## Task requirements
Down to the final line, return the records unchanged.

## Dataset content
//! Game state and core simulation types
//!
//! `GameState` is the level session: it owns the `World` (every live entity
//! collection) plus the timers, RNG and screen state that drive it.

use glam::Vec2;
use rand::SeedableRng;
use rand_pcg::Pcg32;
use serde::{Deserialize, Serialize};

use super::boss::BossAttack;
use super::entity::{
    Boss, Collectible, CollectibleKind, Enemy, Flower, FlowerState, Player, PlayerMode,
    Projectile,
};
use super::level::{LevelConfig, ResourceGoals};
use super::rect::Rect;
use super::spawn::SpawnTimer;
use crate::consts::{PLAY_HEIGHT, PLAY_WIDTH};
use crate::tuning::Tuning;

/// Current screen state
#[derive(Debug, Clone, Copy, PartialEq, Eq, Serialize, Deserialize)]
pub enum GamePhase {
    /// Active gameplay
    Playing,
    /// Level cleared, frozen until confirm
    LevelTransition,
    /// Run ended, confirm restarts from level 1
    GameOver,
}

/// How a run ended
#[derive(Debug, Clone, Copy, PartialEq, Eq, Serialize, Deserialize)]
pub enum Outcome {
    /// The flower died
    Defeat,
    /// Every configured level was completed
    Victory,
}

/// Things that happened during a tick, for renderer/audio and tests
#[derive(Debug, Clone, PartialEq, Serialize, Deserialize)]
pub enum GameEvent {
    EnemySpawned { id: u32 },
    EnemyKilled { id: u32 },
    EnemyEscaped { id: u32 },
    CollectibleDropped { kind: CollectibleKind },
    /// `counted` is false when the counter was already at its goal
    Collected { kind: CollectibleKind, counted: bool },
    CollectibleExpired { id: u32 },
    BossHit { health: u32 },
    BossDefeated,
    SpecialAttackStarted,
    SpecialAttackEnded,
    ObjectiveDamaged { state: FlowerState },
    ProjectileClash,
    LevelComplete { level: u32 },
    GameOver { outcome: Outcome },
}

/// Resource counters for the current level
#[derive(Debug, Clone, Default, Serialize, Deserialize)]
pub struct Progress {
    pub water: u32,
    pub fertilizer: u32,
    pub goals: Option<ResourceGoals>,
}

impl Progress {
    pub fn new(goals: Option<ResourceGoals>) -> Self {
        Self {
            water: 0,
            fertilizer: 0,
            goals,
        }
    }

    /// Count one pickup. Counters saturate at their goal; returns false when
    /// the pickup did not move the counter.
    pub fn add(&mut self, kind: CollectibleKind) -> bool {
        let Some(goals) = self.goals else {
            return false;
        };
        let (counter, goal) = match kind {
            CollectibleKind::Water => (&mut self.water, goals.water),
            CollectibleKind::Fertilizer => (&mut self.fertilizer, goals.fertilizer),
        };
        if *counter >= goal {
            return false;
        }
        *counter += 1;
        true
    }

    /// Both counters at their goals at the same time
    pub fn goals_met(&self) -> bool {
        self.goals
            .is_some_and(|g| self.water >= g.water && self.fertilizer >= g.fertilizer)
    }
}

/// Short-lived on-screen text
#[derive(Debug, Clone, Serialize, Deserialize)]
pub struct Feedback {
    pub text: String,
    pub expires_at: f64,
}

/// Every live entity of the current level
#[derive(Debug, Clone)]
pub struct World {
    /// Visible play rectangle
    pub area: Rect,
    pub player: Player,
    pub flower: Flower,
    pub enemies: Vec<Enemy>,
    /// At most one boss
    pub boss: Option<Boss>,
    pub player_projectiles: Vec<Projectile>,
    pub enemy_projectiles: Vec<Projectile>,
    pub collectibles: Vec<Collectible>,
    pub progress: Progress,
    pub feedback: Option<Feedback>,
    /// Next entity ID
    next_id: u32,
}

impl World {
    /// Fresh world: flower on the left, player placed for `mode`
    pub fn new(tuning: &Tuning, mode: PlayerMode, goals: Option<ResourceGoals>) -> Self {
        let area = Rect::new(Vec2::ZERO, Vec2::new(PLAY_WIDTH, PLAY_HEIGHT));
        let flower = Flower::new(
            Vec2::new(tuning.flower_x, area.center().y - tuning.flower_size / 2.0),
            tuning.flower_size,
        );
        let ps = tuning.player_size;
        let player_pos = match mode {
            PlayerMode::Lane => {
                let fb = flower.bounds();
                Vec2::new(fb.right() + tuning.lane_gap, fb.center().y - ps / 2.0)
            }
            PlayerMode::Free => Vec2::new(area.size.x * 0.2, area.bottom() - ps - 50.0),
        };
        Self {
            area,
            player: Player::new(player_pos, ps, tuning.player_speed, mode),
            flower,
            enemies: Vec::new(),
            boss: None,
            player_projectiles: Vec::new(),
            enemy_projectiles: Vec::new(),
            collectibles: Vec::new(),
            progress: Progress::new(goals),
            feedback: None,
            next_id: 1,
        }
    }

    /// Allocate a new entity ID
    pub fn next_entity_id(&mut self) -> u32 {
        let id = self.next_id;
        self.next_id += 1;
        id
    }

    /// Replace the feedback text
    pub fn set_feedback(&mut self, text: impl Into<String>, now: f64, duration: f64) {
        self.feedback = Some(Feedback {
            text: text.into(),
            expires_at: now + duration,
        });
    }

    /// Drop feedback whose time is up
    pub fn expire_feedback(&mut self, now: f64) {
        if self.feedback.as_ref().is_some_and(|f| now > f.expires_at) {
            self.feedback = None;
        }
    }
}

/// Complete session state
#[derive(Debug, Clone)]
pub struct GameState {
    /// Run seed for reproducibility
    pub seed: u64,
    /// Single source of randomness
    pub rng: Pcg32,
    pub tuning: Tuning,
    /// Current level number (1-based)
    pub level: u32,
    /// Configuration of the current level, `None` past the last level
    pub config: Option<LevelConfig>,
    pub phase: GamePhase,
    pub outcome: Option<Outcome>,
    /// Overlay message for transition/game over screens
    pub message: String,
    /// Simulation clock (seconds)
    pub clock: f64,
    /// Simulation tick counter
    pub time_ticks: u64,
    pub world: World,
    pub spawner: SpawnTimer,
    pub boss_attack: BossAttack,
    pub last_player_shot: Option<f64>,
    /// Events recorded during the most recent tick
    pub events: Vec<GameEvent>,
    /// Set by cancel on the game over screen
    pub quit_requested: bool,
}

impl GameState {
    /// New run with default tuning, starting at level 1
    pub fn new(seed: u64) -> Self {
        Self::with_tuning(seed, Tuning::default())
    }

    /// New run with the given tuning, starting at level 1
    pub fn with_tuning(seed: u64, tuning: Tuning) -> Self {
        let tuning = tuning.sanitized();
        let world = World::new(&tuning, PlayerMode::Lane, None);
        let spawner = SpawnTimer::new(0.0, None, &tuning);
        let boss_attack = BossAttack::new(0.0, &tuning);
        let mut state = Self {
            seed,
            rng: Pcg32::seed_from_u64(seed),
            tuning,
            level: 1,
            config: None,
            phase: GamePhase::Playing,
            outcome: None,
            message: String::new(),
            clock: 0.0,
            time_ticks: 0,
            world,
            spawner,
            boss_attack,
            last_player_shot: None,
            events: Vec::new(),
            quit_requested: false,
        };

        super::tick::start_level(&mut state, 1);

        state
    }
}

## Result
//! Game state and core simulation types
//!
//! `GameState` is the level session: it owns the `World` (every live entity
//! collection) plus the timers, RNG and screen state that drive it.

use glam::Vec2;
use rand::SeedableRng;
use rand_pcg::Pcg32;
use serde::{Deserialize, Serialize};

use super::boss::BossAttack;
use super::entity::{
    Boss, Collectible, CollectibleKind, Enemy, Flower, FlowerState, Player, PlayerMode,
    Projectile,
};
use super::level::{LevelConfig, ResourceGoals};
use super::rect::Rect;
use super::spawn::SpawnTimer;
use crate::consts::{PLAY_HEIGHT, PLAY_WIDTH};
use crate::tuning::Tuning;

/// Current screen state
#[derive(Debug, Clone, Copy, PartialEq, Eq, Serialize, Deserialize)]
pub enum GamePhase {
    /// Active gameplay
    Playing,
    /// Level cleared, frozen until confirm
    LevelTransition,
    /// Run ended, confirm restarts from level 1
    GameOver,
}

/// How a run ended
#[derive(Debug, Clone, Copy, PartialEq, Eq, Serialize, Deserialize)]
pub enum Outcome {
    /// The flower died
    Defeat,
    /// Every configured level was completed
    Victory,
}

/// Things that happened during a tick, for renderer/audio and tests
#[derive(Debug, Clone, PartialEq, Serialize, Deserialize)]
pub enum GameEvent {
    EnemySpawned { id: u32 },
    EnemyKilled { id: u32 },
    EnemyEscaped { id: u32 },
    CollectibleDropped { kind: CollectibleKind },
    /// `counted` is false when the counter was already at its goal
    Collected { kind: CollectibleKind, counted: bool },
    CollectibleExpired { id: u32 },
    BossHit { health: u32 },
    BossDefeated,
    SpecialAttackStarted,
    SpecialAttackEnded,
    ObjectiveDamaged { state: FlowerState },
    ProjectileClash,
    LevelComplete { level: u32 },
    GameOver { outcome: Outcome },
}

/// Resource counters for the current level
#[derive(Debug, Clone, Default, Serialize, Deserialize)]
pub struct Progress {
    pub water: u32,
    pub fertilizer: u32,
    pub goals: Option<ResourceGoals>,
}

impl Progress {
    pub fn new(goals: Option<ResourceGoals>) -> Self {
        Self {
            water: 0,
            fertilizer: 0,
            goals,
        }
    }

    /// Count one pickup. Counters saturate at their goal; returns false when
    /// the pickup did not move the counter.
    pub fn add(&mut self, kind: CollectibleKind) -> bool {
        let Some(goals) = self.goals else {
            return false;
        };
        let (counter, goal) = match kind {
            CollectibleKind::Water => (&mut self.water, goals.water),
            CollectibleKind::Fertilizer => (&mut self.fertilizer, goals.fertilizer),
        };
        if *counter >= goal {
            return false;
        }
        *counter += 1;
        true
    }

    /// Both counters at their goals at the same time
    pub fn goals_met(&self) -> bool {
        self.goals
            .is_some_and(|g| self.water >= g.water && self.fertilizer >= g.fertilizer)
    }
}

/// Short-lived on-screen text
#[derive(Debug, Clone, Serialize, Deserialize)]
pub struct Feedback {
    pub text: String,
    pub expires_at: f64,
}

/// Every live entity of the current level
#[derive(Debug, Clone)]
pub struct World {
    /// Visible play rectangle
    pub area: Rect,
    pub player: Player,
    pub flower: Flower,
    pub enemies: Vec<Enemy>,
    /// At most one boss
    pub boss: Option<Boss>,
    pub player_projectiles: Vec<Projectile>,
    pub enemy_projectiles: Vec<Projectile>,
    pub collectibles: Vec<Collectible>,
    pub progress: Progress,
    pub feedback: Option<Feedback>,
    /// Next entity ID
    next_id: u32,
}

impl World {
    /// Fresh world: flower on the left, player placed for `mode`
    pub fn new(tuning: &Tuning, mode: PlayerMode, goals: Option<ResourceGoals>) -> Self {
        let area = Rect::new(Vec2::ZERO, Vec2::new(PLAY_WIDTH, PLAY_HEIGHT));
        let flower = Flower::new(
            Vec2::new(tuning.flower_x, area.center().y - tuning.flower_size / 2.0),
            tuning.flower_size,
        );
        let ps = tuning.player_size;
        let player_pos = match mode {
            PlayerMode::Lane => {
                let fb = flower.bounds();
                Vec2::new(fb.right() + tuning.lane_gap, fb.center().y - ps / 2.0)
            }
            PlayerMode::Free => Vec2::new(area.size.x * 0.2, area.bottom() - ps - 50.0),
        };
        Self {
            area,
            player: Player::new(player_pos, ps, tuning.player_speed, mode),
            flower,
            enemies: Vec::new(),
            boss: None,
            player_projectiles: Vec::new(),
            enemy_projectiles: Vec::new(),
            collectibles: Vec::new(),
            progress: Progress::new(goals),
            feedback: None,
            next_id: 1,
        }
    }

    /// Allocate a new entity ID
    pub fn next_entity_id(&mut self) -> u32 {
        let id = self.next_id;
        self.next_id += 1;
        id
    }

    /// Replace the feedback text
    pub fn set_feedback(&mut self, text: impl Into<String>, now: f64, duration: f64) {
        self.feedback = Some(Feedback {
            text: text.into(),
            expires_at: now + duration,
        });
    }

    /// Drop feedback whose time is up
    pub fn expire_feedback(&mut self, now: f64) {
        if self.feedback.as_ref().is_some_and(|f| now > f.expires_at) {
            self.feedback = None;
        }
    }
}

/// Complete session state
#[derive(Debug, Clone)]
pub struct GameState {
    /// Run seed for reproducibility
    pub seed: u64,
    /// Single source of randomness
    pub rng: Pcg32,
    pub tuning: Tuning,
    /// Current level number (1-based)
    pub level: u32,
    /// Configuration of the current level, `None` past the last level
    pub config: Option<LevelConfig>,
    pub phase: GamePhase,
    pub outcome: Option<Outcome>,
    /// Overlay message for transition/game over screens
    pub message: String,
    /// Simulation clock (seconds)
    pub clock: f64,
    /// Simulation tick counter
    pub time_ticks: u64,
    pub world: World,
    pub spawner: SpawnTimer,
    pub boss_attack: BossAttack,
    pub last_player_shot: Option<f64>,
    /// Events recorded during the most recent tick
    pub events: Vec<GameEvent>,
    /// Set by cancel on the game over screen
    pub quit_requested: bool,
}

impl GameState {
    /// New run with default tuning, starting at level 1
    pub fn new(seed: u64) -> Self {
        Self::with_tuning(seed, Tuning::default())
    }

    /// New run with the given tuning, starting at level 1
    pub fn with_tuning(seed: u64, tuning: Tuning) -> Self {
        let tuning = tuning.sanitized();
        let world = World::new(&tuning, PlayerMode::Lane, None);
        let spawner = SpawnTimer::new(0.0, None, &tuning);
        let boss_attack = BossAttack::new(0.0, &tuning);
        let mut state = Self {
            seed,
            rng: Pcg32::seed_from_u64(seed),
            tuning,
            level: 1,
            config: None,
            phase: GamePhase::Playing,
            outcome: None,
            message: String::new(),
            clock: 0.0,
            time_ticks: 0,
            world,
            spawner,
            boss_attack,
            last_player_shot: None,
            events: Vec::new(),
            quit_requested: false,
        };

        super::tick::start_level(&mut state, 1);

        state
    }
}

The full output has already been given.